Carl Rogers, regarded by some as “the most influential psychologist in American history”, coined this term as one of his “core conditions” in his essay The Necessary and Sufficient Conditions of Therapeutic Personality Change (1957). Unconditional Positive Regard (or UPR) suggests that the therapist should aspire to love their clients unconditionally in a way that, often, they have not experienced in other relationships, where love, praise or validation were offered with the price tags of being well-behaved, agreeable or high achieving.
Initially this seems an impossible reach: surely we can’t think well of everybody! (Rogers agreed it was an aim rather than an absolute.) But actually, I’ve found over time, it’s easier than one would think. Everyone has positive attributes (the only exception to this, in fairness, was never my client because he was being the Prime Minister during a pandemic). And negative or challenging attributes are all there for a reason and are for me to try and understand and support rather than reject.
Understanding
As suggested in Truth (see T, last week), therapy is not about understanding ‘the facts’ of a situation but about getting closer to what the client made of an experience, or means by a word, or responds to a stimulus. The essential question – sometimes explicit, often implied – is “What does that mean for you?”
Ullah and Ulrika both lost teddy bears on bus trips with their parents when they were six. Same story, same context, same age, same stage in life, surely the same meaning: right? Wrong. The meaning Ullah made of it was “accidents happen, we can always repair” and he scarcely remembers it beyond his parents teasing him years later about how upset he was at the time. But for Ulrika the meaning she took from it was “Everything is lost in the end”: all relationships, whether with people or inanimate objects, end in loss.
Neither are wrong. They are understanding their experience.
The next stage of understanding, sometimes, is to say “Ok, so why would you have felt that way?” Not to criticise or minimise it, but, again, to understand. On some level it was vital for that child to take those inferences from that experience and probably inevitable. But why? How had their experience of life taught them that this response was the best?
Judging a client’s response to things that have happened to them is never valuable. Understanding it always is.
Uses of Therapy
The most obvious question to ask a client in a first session is “What do you want from therapy?” In practice it is almost always a guideline question at best, with an answer which is likely to be very general and change many times. The most accurate answer a client can give, usually, would probably be “Well, I think I need this but I don’t really know yet”.

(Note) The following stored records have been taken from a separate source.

//! Optimistic mutations: apply locally, then commit or roll back once the
//! transport answers.

use crate::conversation::Conversation;
use crate::model::{Message, MessageId};

/// A local change applied ahead of remote confirmation.
#[derive(Debug)]
#[must_use = "an optimistic change must be committed or rolled back"]
pub struct Optimistic {
    undo: Undo,
}

#[derive(Debug)]
enum Undo {
    /// Drop the placeholder again. Anything merged meanwhile survives.
    Discard(MessageId),
    /// Put a removed message back behind the neighbour it had. The rest of
    /// the sequence is left as it is now, so confirmations and merges that
    /// landed meanwhile survive.
    Reinsert {
        message: Message,
        index: usize,
        after: Option<MessageId>,
    },
    /// The id was not in the sequence.
    Nothing,
}

/// How a confirmed insert was reconciled with the sequence.
#[derive(Debug, Clone, PartialEq, Eq)]
pub enum Reconciled {
    /// The placeholder was swapped for the confirmed message at this index.
    InPlace(usize),
    /// The confirmed id was already merged (e.g. by a poll); the placeholder
    /// was dropped so the id appears once.
    AlreadyPresent,
    /// The placeholder was gone before confirmation arrived.
    Missing,
    /// Nothing to reconcile.
    Unchanged,
}

impl Optimistic {
    /// Appends `placeholder` to the sequence.
    pub fn insert(conversation: &mut Conversation, placeholder: Message) -> Self {
        let id = placeholder.id.clone();
        conversation.push(placeholder);
        Self {
            undo: Undo::Discard(id),
        }
    }

    /// Removes `id`, remembering where it sat.
    pub fn remove(conversation: &mut Conversation, id: &MessageId) -> Self {
        let Some(index) = conversation.position(id) else {
            return Self { undo: Undo::Nothing };
        };
        let after = index
            .checked_sub(1)
            .map(|prev| conversation.messages()[prev].id.clone());
        let undo = match conversation.remove(id) {
            Some(message) => Undo::Reinsert {
                message,
                index,
                after,
            },
            None => Undo::Nothing,
        };
        Self { undo }
    }

    /// Makes the change permanent. For an insert, `confirmed` replaces the
    /// placeholder without moving it.
    pub fn commit(self, conversation: &mut Conversation, confirmed: Option<Message>) -> Reconciled {
        match (self.undo, confirmed) {
            (Undo::Discard(placeholder), Some(confirmed)) => {
                if confirmed.id != placeholder && conversation.contains(&confirmed.id) {
                    conversation.remove(&placeholder);
                    return Reconciled::AlreadyPresent;
                }
                match conversation.replace(&placeholder, confirmed) {
                    Some(index) => Reconciled::InPlace(index),
                    None => Reconciled::Missing,
                }
            }
            (Undo::Reinsert { message, .. }, _) => {
                conversation.remove(&message.id);
                Reconciled::Unchanged
            }
            _ => Reconciled::Unchanged,
        }
    }

    pub fn rollback(self, conversation: &mut Conversation) {
        match self.undo {
            Undo::Discard(placeholder) => {
                conversation.remove(&placeholder);
            }
            Undo::Reinsert {
                message,
                index,
                after,
            } => {
                let at = match after {
                    None => 0,
                    Some(prev) => conversation
                        .position(&prev)
                        .map_or(index, |found| found + 1),
                };
                conversation.insert_at(at, message);
            }
            Undo::Nothing => {}
        }
    }
}

#[cfg(test)]
mod tests {
    use super::*;
    use crate::model::Sender;
    use chrono::{TimeZone, Utc};

    fn msg(id: MessageId, secs: i64) -> Message {
        Message {
            id,
            text: "x".into(),
            sender: Sender::Own,
            timestamp: Utc.timestamp_opt(secs, 0).unwrap(),
            is_read: false,
            file_urls: Vec::new(),
        }
    }

    fn seeded() -> Conversation {
        let mut conversation = Conversation::new();
        conversation.replace_all(vec![
            msg(MessageId::server("a"), 1),
            msg(MessageId::server("b"), 2),
        ]);
        conversation
    }

    #[test]
    fn insert_commit_swaps_in_place() {
        let mut conversation = seeded();
        let temp = MessageId::Temp("temp-1".into());
        let change = Optimistic::insert(&mut conversation, msg(temp, 3));
        assert_eq!(conversation.len(), 3);
        let outcome = change.commit(&mut conversation, Some(msg(MessageId::server("srv"), 4)));
        assert_eq!(outcome, Reconciled::InPlace(2));
        assert_eq!(conversation.len(), 3);
        assert_eq!(conversation.messages()[2].id, MessageId::server("srv"));
    }

    #[test]
    fn insert_commit_drops_placeholder_when_already_merged() {
        let mut conversation = seeded();
        let temp = MessageId::Temp("temp-1".into());
        let change = Optimistic::insert(&mut conversation, msg(temp.clone(), 3));
        conversation.append_new(vec![msg(MessageId::server("srv"), 4)]);
        let outcome = change.commit(&mut conversation, Some(msg(MessageId::server("srv"), 4)));
        assert_eq!(outcome, Reconciled::AlreadyPresent);
        assert!(!conversation.contains(&temp));
        assert_eq!(conversation.len(), 3);
    }

    #[test]
    fn insert_rollback_keeps_concurrent_merges() {
        let mut conversation = seeded();
        let temp = MessageId::Temp("temp-1".into());
        let change = Optimistic::insert(&mut conversation, msg(temp.clone(), 3));
        conversation.append_new(vec![msg(MessageId::server("c"), 5)]);
        change.rollback(&mut conversation);
        assert!(!conversation.contains(&temp));
        assert!(conversation.contains(&MessageId::server("c")));
    }

    #[test]
    fn remove_rollback_restores_exact_order() {
        let mut conversation = seeded();
        let before = conversation.snapshot();
        let change = Optimistic::remove(&mut conversation, &MessageId::server("a"));
        assert_eq!(conversation.len(), 1);
        change.rollback(&mut conversation);
        assert_eq!(conversation.messages(), before.as_slice());
    }

    #[test]
    fn remove_rollback_keeps_confirmation_made_meanwhile() {
        let mut conversation = seeded();
        let temp = MessageId::Temp("temp-1".into());
        let send = Optimistic::insert(&mut conversation, msg(temp, 3));
        let delete = Optimistic::remove(&mut conversation, &MessageId::server("b"));
        let _ = send.commit(&mut conversation, Some(msg(MessageId::server("srv"), 4)));
        delete.rollback(&mut conversation);

        let ids: Vec<&str> = conversation.messages().iter().map(|m| m.id.as_str()).collect();
        assert_eq!(ids, ["a", "b", "srv"]);
    }

    #[test]
    fn remove_commit_drops_a_copy_merged_meanwhile() {
        let mut conversation = seeded();
        let change = Optimistic::remove(&mut conversation, &MessageId::server("b"));
        conversation.append_new(vec![msg(MessageId::server("b"), 2)]);
        let _ = change.commit(&mut conversation, None);
        assert!(!conversation.contains(&MessageId::server("b")));
    }

    #[test]
    fn removing_an_unknown_id_is_a_no_op() {
        let mut conversation = seeded();
        let change = Optimistic::remove(&mut conversation, &MessageId::server("zz"));
        change.rollback(&mut conversation);
        assert_eq!(conversation.len(), 2);
    }
}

Not knowing is fine. Indeed, not knowing, and the fear which that engenders, is often at the centre of the problem anyway. Most people I encounter in therapy are pretty bright, self-aware, articulate and successful in various spheres of their lives. If understanding stuff was the issue, they wouldn’t need me.
Therapy is different for everyone, and so is the uses they make of it. These might include a place to: process trauma and tragedy; understand their thoughts and feelings; talk without being judged; feel without being overwhelmed; express anger without punishment; allow sadness without pity; reconnect with the childhood they never finished; prepare themselves for the adulthood they haven’t started; practice relationship; survive risk; tolerate vulnerability; find comfort; survive embarrassment; say the unsayable; re-tell their story; be themselves.
Trust me. That’s a pretty short list.